Lan Wangji ne répondit pas tout de suite. Puis, lentement, il libéra son bras.

— Ce n'est pas normal.

Wei Wuxian écarquilla légèrement les yeux avant de froncer les sourcils.

— Pardon ?

— Yuri.

Lan Wangji plongea ses iris perçants dans les siens.

— Elle est différente.

Wei Wuxian sentit une vague de colère l'envahir de nouveau.

— Je le sais déjà. Et alors ? Tu veux aussi la surveiller ? Comme ton oncle ?

Lan Wangji ne broncha pas. Mais son regard n'avait pas la même dureté que celui de Lan Qiren.

— Je ne dis pas qu'elle est une menace.

Wei Wuxian arqua un sourcil, surpris par la nuance.

— Mais elle échappe aux lois de la nature.

Wei Wuxian ne trouva pas immédiatement quoi répondre. Parce qu'il savait que Lan Wangji n'avait pas tout à fait tort.

— Et alors ? finit-il par lâcher. Elle n'a jamais blessé qui que ce soit.
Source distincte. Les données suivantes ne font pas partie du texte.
//! Rendering: paints the visible part of the image and the marker crosses.
//!
//! This module is the only place that touches [`web_sys::CanvasRenderingContext2d`].
//! It reads the viewport and marker store and produces pixels; it never
//! mutates application state. All geometry is in CSS pixels; the device pixel
//! ratio only enters through the context transform and [`backing_size`].
//!
//! All fallible `Canvas2D` calls propagate errors via `Result<(), JsValue>`.
//! The top-level caller ([`crate::engine::Engine::render`]) handles the result.

#[cfg(test)]
#[path = "render_test.rs"]
mod render_test;

use wasm_bindgen::JsValue;
use web_sys::{CanvasRenderingContext2d, HtmlImageElement};

use crate::consts::MARKER_ARM_PX;
use crate::geometry::Size;
use crate::markers::MarkerStore;
use crate::viewport::Viewport;

const MARKER_COLOR: &str = "#E5484D";
const ANCHOR_COLOR: &str = "#3E63DD";
const MARKER_LINE_WIDTH_PX: f64 = 2.0;
const LABEL_FONT: &str = "12px sans-serif";
const LABEL_GAP_PX: f64 = 4.0;

/// Axis-aligned rectangle.
#[derive(Debug, Clone, Copy, PartialEq)]
pub struct Rect {
    pub x: f64,
    pub y: f64,
    pub width: f64,
    pub height: f64,
}

/// Draw the full scene.
///
/// `image` pairs the decoded element with its native size. `css` is the canvas
/// size in CSS pixels and `dpr` the device pixel ratio.
///
/// # Errors
///
/// Returns `Err` if any `Canvas2D` call fails (e.g. invalid context state).
pub fn draw(
    ctx: &CanvasRenderingContext2d,
    image: Option<(&HtmlImageElement, Size)>,
    viewport: &Viewport,
    markers: &MarkerStore,
    css: Size,
    dpr: f64,
) -> Result<(), JsValue> {
    ctx.set_transform(dpr, 0.0, 0.0, dpr, 0.0, 0.0)?;
    ctx.clear_rect(0.0, 0.0, css.width, css.height);
    ctx.set_image_smoothing_enabled(false);

    if let Some((element, native)) = image {
        if let Some((src, dst)) = visible_region(native, viewport, css) {
            ctx.draw_image_with_html_image_element_and_sw_and_sh_and_dx_and_dy_and_dw_and_dh(
                element, src.x, src.y, src.width, src.height, dst.x, dst.y, dst.width, dst.height,
            )?;
        }
    }

    draw_markers(ctx, markers, viewport)
}

fn draw_markers(ctx: &CanvasRenderingContext2d, markers: &MarkerStore, viewport: &Viewport) -> Result<(), JsValue> {
    ctx.set_line_width(MARKER_LINE_WIDTH_PX);
    ctx.set_font(LABEL_FONT);
    for (marker, center) in markers.projected(viewport) {
        let color = if marker.anchor { ANCHOR_COLOR } else { MARKER_COLOR };
        ctx.set_stroke_style_str(color);
        ctx.set_fill_style_str(color);

        ctx.begin_path();
        ctx.move_to(center.x - MARKER_ARM_PX, center.y);
        ctx.line_to(center.x + MARKER_ARM_PX, center.y);
        ctx.move_to(center.x, center.y - MARKER_ARM_PX);
        ctx.line_to(center.x, center.y + MARKER_ARM_PX);
        ctx.stroke();

        ctx.fill_text(&marker.label, center.x + MARKER_ARM_PX + LABEL_GAP_PX, center.y - LABEL_GAP_PX)?;
    }
    Ok(())
}

/// Source (image pixels) and destination (canvas pixels) rectangles for the
/// part of the image inside the container, or `None` if nothing is visible.
#[must_use]
pub fn visible_region(image: Size, viewport: &Viewport, container: Size) -> Option<(Rect, Rect)> {
    let zoom = viewport.zoom();
    let offset = viewport.offset();
    let scaled = viewport.scaled_size(image);

    let left = offset.x.max(0.0);
    let top = offset.y.max(0.0);
    let right = (offset.x + scaled.width).min(container.width);
    let bottom = (offset.y + scaled.height).min(container.height);
    if right <= left || bottom <= top {
        return None;
    }

    let dst = Rect { x: left, y: top, width: right - left, height: bottom - top };
    let src = Rect {
        x: (left - offset.x) / zoom,
        y: (top - offset.y) / zoom,
        width: dst.width / zoom,
        height: dst.height / zoom,
    };
    Some((src, dst))
}

/// Canvas backing-store size for a CSS size at `dpr`, at least 1x1.
#[must_use]
#[allow(clippy::cast_possible_truncation, clippy::cast_sign_loss)]
pub fn backing_size(css: Size, dpr: f64) -> (u32, u32) {
    let dpr = if dpr.is_finite() && dpr > 0.0 { dpr } else { 1.0 };
    let side = |v: f64| (v * dpr).round().max(1.0) as u32;
    (side(css.width), side(css.height))
}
Pourquoi devrions-nous la traiter comme une anomalie juste parce qu'elle est différente ?

Lan Wangji baissa légèrement le regard, pensif. Puis, d'une voix plus basse, il ajouta :

— Parce que le monde ne tolère pas ce qu'il ne comprend pas.

Cette phrase fit taire Wei Wuxian un instant. Mais avant qu'il ne puisse répondre, une voix familière brisa le silence.

— Que se passe-t-il ici ?

Wei Wuxian et Lan Wangji se retournèrent simultanément. Jiang Cheng et Jiang Yanli venaient d'arriver, les traits marqués par l'inquiétude. Ils portaient encore leurs vêtements de voyage, preuve qu'ils rentraient tout juste d'une mission.

— Wei Wuxian, pourquoi es-tu dans cet état ? demanda Jiang Yanli en s'approchant.

Jiang Cheng, lui, balaya la cour du regard.

— Et où est Yuri ?

Le silence se fit plus lourd. Puis, lentement, Wei Wuxian baissa la tête, ses poings toujours crispés.

— Blessée, finit-il par dire d'une voix rauque. Gravement blessée.

Jiang Yanli pâlit légèrement, portant une main à sa bouche. Jiang Cheng, lui, ne cacha pas son agacement.

— Et personne ne nous a prévenus ?

Il tourna son regard vers Lan Wangji, cherchant des réponses. Lan Wangji ne répondit pas tout de suite. Puis, il finit par dire calmement :

— Vous devriez aller la voir.

Wei Wuxian, lui, garda les yeux fixés au sol. Dans ses silences accumulés, quelque chose continuait de se fissurer en lui. Comme une faille invisible qui, progressivement, s'agrandissait sous la pression d'un monde qui refusait d'accepter ce qu'il était... ce qu'ils étaient.